C'est une chance qu'il n'y ait pas eu de drame (du moins à ma connaissance) : quelques blessés légers, quelques personnes prises de panique, des milliers d'entre nous plusieurs fois pris dans un nuage de lacrymos.
Ce que j'ai vu, boulevard Saint-Michel, ce samedi, ce n'est pas du « maintien de l'ordre ». C'est manifestement une intervention injustifiée de la Préfecture de police qui a procédé à un usage agressif et disproportionné de grenades lacrymogène et de désencerclement, sans aucune distinction, sur un cortège dense de personnes qui souhaitaient manifester en toute sécurité.
Loin d'assurer cette « sécurité », cette intervention de la préfecture de police a mis en danger les manifestant.e.s, les passant.e.s et les habitant.e.s.
On aurait voulu empêcher qu'un cortège opérant la jonction, dans la rue, du mouvement climat avec celles et ceux qui sont mobilisés contre l'injustice fiscale et sociale, en l'occurrence les gilets jaunes, et fasse ainsi une démonstration de force, qu'on ne s'en saurait sans doute pas pris autrement.
Déjà le samedi matin, les autorités ont interdit tout rassemblement - malgré des demandes répétées toute la semaine - qui visait à rendre visible dans Paris la jonction et la convergence des gilets jaunes et de la marche pour le climat.

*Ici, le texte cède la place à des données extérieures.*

//! In-memory reference table, loaded once and read-only afterwards.

use std::path::{Path, PathBuf};

use chrono::{DateTime, Utc};
use sha2::{Digest, Sha256};
use thiserror::Error;

use super::models::{RawTableEntry, TableEntry};

/// Fatal table load failures.
#[derive(Debug, Error)]
pub enum TableError {
    #[error("could not read decompression table {path}: {source}")]
    Io {
        path: PathBuf,
        #[source]
        source: std::io::Error,
    },

    #[error("decompression table is not a JSON array of records: {0}")]
    Format(#[from] serde_json::Error),

    #[error("decompression table contains no valid entries")]
    Empty,
}

/// Compute the `sha256:`-prefixed hex digest of the raw dataset.
fn sha256_hex(bytes: &[u8]) -> String {
    let mut hasher = Sha256::new();
    hasher.update(bytes);
    format!("sha256:{}", hex::encode(hasher.finalize()))
}

/// The reference table. Entries are unique on `(depth, bottom_time)`.
#[derive(Debug, Clone)]
pub struct DecoTable {
    entries: Vec<TableEntry>,
    depth_range: (f64, f64),
    digest: String,
    loaded_at: DateTime<Utc>,
}

impl DecoTable {
    /// Read and parse the dataset at `path`.
    pub fn load(path: impl AsRef<Path>) -> Result<Self, TableError> {
        let path = path.as_ref();
        let bytes = std::fs::read(path).map_err(|source| TableError::Io {
            path: path.to_path_buf(),
            source,
        })?;
        Self::from_json(&bytes)
    }

    /// Parse a JSON array of labelled records.
    ///
    /// Records that fail validation, or repeat an existing `(depth, bottom_time)`
    /// key, are skipped with a warning. Only an unreadable container or a table
    /// with no surviving entries is an error.
    pub fn from_json(bytes: &[u8]) -> Result<Self, TableError> {
        let records: Vec<serde_json::Value> = serde_json::from_slice(bytes)?;
        let total = records.len();

        let mut entries: Vec<TableEntry> = Vec::with_capacity(total);
        for (index, record) in records.into_iter().enumerate() {
            let entry = match serde_json::from_value::<RawTableEntry>(record)
                .map_err(|e| e.to_string())
                .and_then(TableEntry::try_from)
            {
                Ok(entry) => entry,
                Err(reason) => {
                    tracing::warn!(index, %reason, "Skipped invalid table entry");
                    continue;
                }
            };

            if entries
                .iter()
                .any(|e| e.depth == entry.depth && e.bottom_time == entry.bottom_time)
            {
                tracing::warn!(
                    index,
                    depth = entry.depth,
                    bottom_time = entry.bottom_time,
                    "Skipped duplicate table entry"
                );
                continue;
            }
            entries.push(entry);
        }

        if entries.is_empty() {
            return Err(TableError::Empty);
        }

        let depth_range = entries
            .iter()
            .fold((f64::INFINITY, f64::NEG_INFINITY), |(min, max), e| {
                (min.min(e.depth), max.max(e.depth))
            });

        let table = DecoTable {
            entries,
            depth_range,
            digest: sha256_hex(bytes),
            loaded_at: Utc::now(),
        };

        tracing::info!(
            entries = table.len(),
            skipped = total - table.len(),
            depths = table.available_depths().len(),
            digest = %table.digest,
            "Loaded decompression table"
        );

        Ok(table)
    }

    pub fn len(&self) -> usize {
        self.entries.len()
    }

    pub fn digest(&self) -> &str {
        &self.digest
    }

    pub fn loaded_at(&self) -> DateTime<Utc> {
        self.loaded_at
    }

    /// Shallowest and deepest tabulated depths. A loaded table is never empty.
    pub fn depth_range(&self) -> (f64, f64) {
        self.depth_range
    }

    /// Distinct depths, ascending.
    pub fn available_depths(&self) -> Vec<f64> {
        let mut depths: Vec<f64> = self.entries.iter().map(|e| e.depth).collect();
        depths.sort_by(f64::total_cmp);
        depths.dedup();
        depths
    }

    /// Distinct bottom times tabulated at exactly `depth`, ascending.
    pub fn available_times(&self, depth: f64) -> Vec<u32> {
        let mut times: Vec<u32> = self
            .entries
            .iter()
            .filter(|e| e.depth == depth)
            .map(|e| e.bottom_time)
            .collect();
        times.sort_unstable();
        times.dedup();
        times
    }

    /// Longest bottom time tabulated at `depth`.
    pub fn max_time(&self, depth: f64) -> Option<u32> {
        self.entries
            .iter()
            .filter(|e| e.depth == depth)
            .map(|e| e.bottom_time)
            .max()
    }

    pub fn find_entry(&self, depth: f64, bottom_time: u32) -> Option<&TableEntry> {
        self.entries
            .iter()
            .find(|e| e.depth == depth && e.bottom_time == bottom_time)
    }
}

#[cfg(test)]
mod tests {
    use std::io::Write;

    use super::*;
    use crate::deco::fixtures::{sample_table, SAMPLE_TABLE_JSON, SAMPLE_VALID_ENTRIES};

    #[test]
    fn test_invalid_records_skipped() {
        let table = sample_table();
        assert_eq!(table.len(), SAMPLE_VALID_ENTRIES);
    }

    #[test]
    fn test_available_depths_sorted_and_unique() {
        let table = sample_table();
        assert_eq!(
            table.available_depths(),
            vec![10.7, 12.2, 18.3, 27.4, 30.5, 42.7, 57.9]
        );
    }

    #[test]
    fn test_available_times_sorted_and_unique() {
        let table = sample_table();
        // 12.2 m rows are listed out of order in the dataset
        assert_eq!(table.available_times(12.2), vec![100, 170]);
        assert_eq!(table.available_times(10.7), vec![15, 30, 232]);
        assert!(table.available_times(11.0).is_empty());
    }

    #[test]
    fn test_depth_range_matches_depths() {
        let table = sample_table();
        let depths = table.available_depths();
        assert_eq!(table.depth_range(), (depths[0], depths[depths.len() - 1]));
        assert_eq!(table.depth_range(), (10.7, 57.9));
    }

    #[test]
    fn test_max_time() {
        let table = sample_table();
        assert_eq!(table.max_time(27.4), Some(50));
        assert_eq!(table.max_time(57.9), Some(20));
        assert_eq!(table.max_time(99.0), None);
    }

    #[test]
    fn test_find_entry_exact_match_only() {
        let table = sample_table();
        let entry = table.find_entry(18.3, 80).unwrap();
        assert_eq!(entry.repetitive_group, "O");
        assert!(table.find_entry(18.3, 79).is_none());
        assert!(table.find_entry(18.0, 80).is_none());
    }

    #[test]
    fn test_duplicate_key_keeps_first() {
        let json = r#"[
            {"Profundidad (m)": 9.1, "Tiempo de Fondo (min)": 20, "Tiempo Total Ascenso (min)": "00:01:00", "Grupo Repetición": "B"},
            {"Profundidad (m)": 9.1, "Tiempo de Fondo (min)": 20, "Tiempo Total Ascenso (min)": "00:01:00", "Grupo Repetición": "C"}
        ]"#;
        let table = DecoTable::from_json(json.as_bytes()).unwrap();
        assert_eq!(table.len(), 1);
        assert_eq!(table.find_entry(9.1, 20).unwrap().repetitive_group, "B");
    }

    #[test]
    fn test_malformed_container_is_fatal() {
        let result = DecoTable::from_json(br#"{"Profundidad (m)": 9.1}"#);
        assert!(matches!(result, Err(TableError::Format(_))));

        let result = DecoTable::from_json(b"[1, 2");
        assert!(matches!(result, Err(TableError::Format(_))));
    }

    #[test]
    fn test_no_valid_entries_is_fatal() {
        let result = DecoTable::from_json(br#"[{"Profundidad (m)": "deep"}]"#);
        assert!(matches!(result, Err(TableError::Empty)));

        let result = DecoTable::from_json(b"[]");
        assert!(matches!(result, Err(TableError::Empty)));
    }

    #[test]
    fn test_load_from_file() {
        let mut file = tempfile::NamedTempFile::new().unwrap();
        file.write_all(SAMPLE_TABLE_JSON.as_bytes()).unwrap();

        let table = DecoTable::load(file.path()).unwrap();
        assert_eq!(table.len(), SAMPLE_VALID_ENTRIES);
        assert_eq!(table.digest(), sample_table().digest());
    }

    #[test]
    fn test_missing_file_is_fatal() {
        let dir = tempfile::tempdir().unwrap();
        let result = DecoTable::load(dir.path().join("absent.json"));
        assert!(matches!(result, Err(TableError::Io { .. })));
    }

    #[test]
    fn test_digest_format() {
        let table = sample_table();
        assert!(table.digest().starts_with("sha256:"));
        assert_eq!(table.digest().len(), 7 + 64);
    }
}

Emmanuel Macron nous prive du droit de manifester
Ce soir, il y a donc beaucoup de colère.
De la colère parce que quand Emmanuel Macron appelle au calme c'est son Préfet qui, dans les faits, met des milliers de personnes en danger de façon injustifiée, empêchant un acte politique fort entre gilets jaunes et marche pour le climat.
De la colère parce que Christophe Castaner prétend ainsi avoir « garanti la liberté d'expression ». Non, Monsieur le Ministre, confisquer les gilets jaunes, empêcher des rassemblements, matraquer, arroser de lacrymogène des enfants, envoyer des grenades de désencerclement au milieu de manifestant.e.s pacifiques, ce n'est pas garantir la « liberté d'expression ».

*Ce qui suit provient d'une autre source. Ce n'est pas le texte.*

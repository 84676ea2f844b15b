//! Navy Deco - Rust/Axum decompression table service
//!
//! Resolves single air dives against the US Navy Rev 7 air decompression
//! table. The table is loaded once at startup and never mutated.

use std::sync::Arc;

use anyhow::Context;
use axum::{
    extract::State,
    response::{IntoResponse, Json},
    routing::get,
    Router,
};
use tower_http::{compression::CompressionLayer, cors::CorsLayer, trace::TraceLayer};
use tracing_subscriber::{layer::SubscriberExt, util::SubscriberInitExt};

mod config;
pub mod deco;
mod error;

use config::Config;
use deco::{DecoTable, Resolver};

/// Application state shared across all handlers
#[derive(Clone)]
pub struct AppState {
    pub resolver: Resolver,
    pub config: Arc<Config>,
}

#[tokio::main]
async fn main() -> anyhow::Result<()> {
    // Load .env file
    dotenvy::dotenv().ok();

    // Initialize tracing
    tracing_subscriber::registry()
        .with(
            tracing_subscriber::EnvFilter::try_from_default_env()
                .unwrap_or_else(|_| "navy_deco_web=debug,tower_http=debug".into()),
        )
        .with(tracing_subscriber::fmt::layer())
        .init();

    let config = Config::from_env()?;

    // Queries are never served against a missing table
    tracing::info!("Loading decompression table from {:?}", config.table_path);
    let table = DecoTable::load(&config.table_path).with_context(|| {
        format!(
            "could not load decompression table from {}",
            config.table_path.display()
        )
    })?;

    let config = Arc::new(config);
    let state = AppState {
        resolver: Resolver::new(Arc::new(table)),
        config: Arc::clone(&config),
    };

    let app = Router::new()
        .route("/health", get(health_check))
        .route("/api/", get(root))
        .nest("/api/decompression", deco::router())
        .with_state(state)
        .layer(CorsLayer::permissive())
        .layer(CompressionLayer::new())
        .layer(TraceLayer::new_for_http());

    let listener = tokio::net::TcpListener::bind(&config.bind_addr).await?;
    tracing::info!("Listening on {}", config.bind_addr);

    axum::serve(listener, app).await?;

    Ok(())
}

/// Health check endpoint
async fn health_check(State(state): State<AppState>) -> impl IntoResponse {
    Json(serde_json::json!({
        "status": "healthy",
        "table_entries": state.resolver.table().len(),
        "service": "navy-deco-web"
    }))
}

async fn root() -> impl IntoResponse {
    Json(serde_json::json!({
        "message": "Calculadora de Descompresión de Buceo API"
    }))
}
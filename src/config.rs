//! Environment-driven service configuration.

use std::path::PathBuf;
use std::str::FromStr;

use anyhow::Context;

/// Service configuration, read once at startup.
#[derive(Debug, Clone)]
pub struct Config {
    /// Address the HTTP server binds to
    pub bind_addr: String,
    /// Location of the decompression table dataset
    pub table_path: PathBuf,
    /// Depths included in the table-info preview
    pub preview_depths: usize,
    /// Bottom times listed per previewed depth
    pub preview_times: usize,
}

impl Default for Config {
    fn default() -> Self {
        Self {
            bind_addr: "0.0.0.0:8080".to_string(),
            table_path: PathBuf::from("decompression_table.json"),
            preview_depths: 5,
            preview_times: 5,
        }
    }
}

impl Config {
    /// Build from `BIND_ADDR`, `DECO_TABLE_PATH`, `DECO_PREVIEW_DEPTHS` and
    /// `DECO_PREVIEW_TIMES`, falling back to defaults for unset variables.
    pub fn from_env() -> anyhow::Result<Self> {
        Self::from_lookup(|key| std::env::var(key).ok())
    }

    fn from_lookup<F>(lookup: F) -> anyhow::Result<Self>
    where
        F: Fn(&str) -> Option<String>,
    {
        let defaults = Self::default();

        Ok(Self {
            bind_addr: lookup("BIND_ADDR").unwrap_or(defaults.bind_addr),
            table_path: lookup("DECO_TABLE_PATH")
                .map(PathBuf::from)
                .unwrap_or(defaults.table_path),
            preview_depths: parse_or(&lookup, "DECO_PREVIEW_DEPTHS", defaults.preview_depths)?,
            preview_times: parse_or(&lookup, "DECO_PREVIEW_TIMES", defaults.preview_times)?,
        })
    }
}

fn parse_or<F, T>(lookup: &F, key: &str, default: T) -> anyhow::Result<T>
where
    F: Fn(&str) -> Option<String>,
    T: FromStr,
    T::Err: std::error::Error + Send + Sync + 'static,
{
    match lookup(key) {
        Some(raw) => raw
            .trim()
            .parse()
            .with_context(|| format!("{} has an invalid value: {:?}", key, raw)),
        None => Ok(default),
    }
}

Manifester est un droit. De fait, Emmanuel Macron et la Préfecture de Police nous en privent.
La police n'est plus là pour protéger les manifestant.e.s, comme le prétend l'exécutif, mais pour les empêcher de venir et/ou les dissuader de revenir.
Ce soir les titres des médias auraient pu être : « Démonstration de force : gilets jaunes et mouvement climat s'unissent dans la rue ».

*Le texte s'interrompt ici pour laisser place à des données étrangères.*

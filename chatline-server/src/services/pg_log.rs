use std::time::Duration;

use async_trait::async_trait;
use futures::{StreamExt, stream::BoxStream};
use shared::models::Message;
use sqlx::{PgPool, types::Json};
use tracing::{instrument, warn};

use super::durable_log::{DurableLog, LogError};

/// Durable log backed by the `chatline.message_log` table.
///
/// `log_offset` is a `BIGSERIAL`, so ordering by it reproduces append order.
#[derive(Debug, Clone)]
pub struct PgLog {
    pool: PgPool,
    write_timeout: Duration,
}

impl PgLog {
    #[must_use]
    pub const fn new(pool: PgPool, write_timeout: Duration) -> Self {
        Self {
            pool,
            write_timeout,
        }
    }
}

#[async_trait]
impl DurableLog for PgLog {
    #[instrument(name = "log.append", skip(self, message), err)]
    async fn append(&self, topic: &str, key: &str, message: &Message) -> Result<(), LogError> {
        let insert = sqlx::query(
            "INSERT INTO chatline.message_log (topic, conversation_key, payload) VALUES ($1, $2, $3)",
        )
        .bind(topic)
        .bind(key)
        .bind(Json(message))
        .execute(&self.pool);

        tokio::time::timeout(self.write_timeout, insert)
            .await
            .map_err(|_| LogError::TimedOut(self.write_timeout))??;
        Ok(())
    }

    fn scan(&self, topic: &str, keys: &[String]) -> BoxStream<'static, Message> {
        let pool = self.pool.clone();
        let topic = topic.to_string();
        let keys = keys.to_vec();

        Box::pin(async_stream::stream! {
            let mut rows = sqlx::query_as::<_, (i64, serde_json::Value)>(
                "SELECT log_offset, payload FROM chatline.message_log \
                 WHERE topic = $1 AND conversation_key = ANY($2) \
                 ORDER BY log_offset",
            )
            .bind(&topic)
            .bind(&keys)
            .fetch(&pool);

            while let Some(row) = rows.next().await {
                match row {
                    Ok((offset, payload)) => match serde_json::from_value::<Message>(payload) {
                        Ok(message) => yield message,
                        Err(err) => warn!(offset, error = %err, "skipping undecodable log record"),
                    },
                    Err(err) => {
                        warn!(error = %err, "durable log scan aborted");
                        break;
                    }
                }
            }
        })
    }
}
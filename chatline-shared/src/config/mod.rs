//! # Configuration
//!
//! Server configuration: profile defaults, file loading, environment
//! overrides and validation.

pub mod server;
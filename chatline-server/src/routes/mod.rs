pub mod health;
pub mod messages;
pub mod openapi;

Au lieu de cela, le bris de quelques vitrines - dont la grande majorité postérieurs à l'intervention policière - masque l'essentiel.
La réponse autoritaire de l'exécutif face à tous les mouvements sociaux qui contestent sa politique est stupéfiante, illégitime, inacceptable et dangereuse.
Tous les démocrates devraient s'en offusquer et la dénoncer : il en va de l'avenir de la démocratie et des libertés en France.
Concluons :
➡️ ces samedi 20 et 21 septembre, on a compté plus de 4 millions de manifestant.e.s pour le climat pour 5800 événements dans 163 pays !
➡️ le seul pays où le cortège Climat a été violemment réprimé, c'est la France, pays dirigé par le « Champion de la Terre » (sic).
Visiblement, Emmanuel Macron et son gouvernement sont plus forts pour agir contre les militants du climat que contre le dérèglement du climat : alors que les politiques climatiques avancent moins vite, y compris en France, que le réchauffement, l'exécutif s'en prend désormais aux militant.e.s pour le climat.
Sans doute n'est-ce pas sans lien avec le fait que cette manifestation pour le climat et la justice sociale dressait un bilan à charge de la (non) politique du gouvernement en la matière : non, le mouvement climat n'est pas un mouvement dépolitisé focalisé sur des solutions individuelles. Il en appelle à un sursaut politique et un changement de logiciel pour que le climat prime sur le Business as usual. Emmanuel Macron et son gouvernement défendent le contraire.
Restons donc déterminé.e.s. Un mouvement mondial pour le climat s'est exprimé avec force, courage et conviction : plus de 4 millions dans 160 pays, ce n'est pas rien. Prenons-en soin. Renforçons-le. Il sera désormais impossible de faire comme s'il n'était pas là.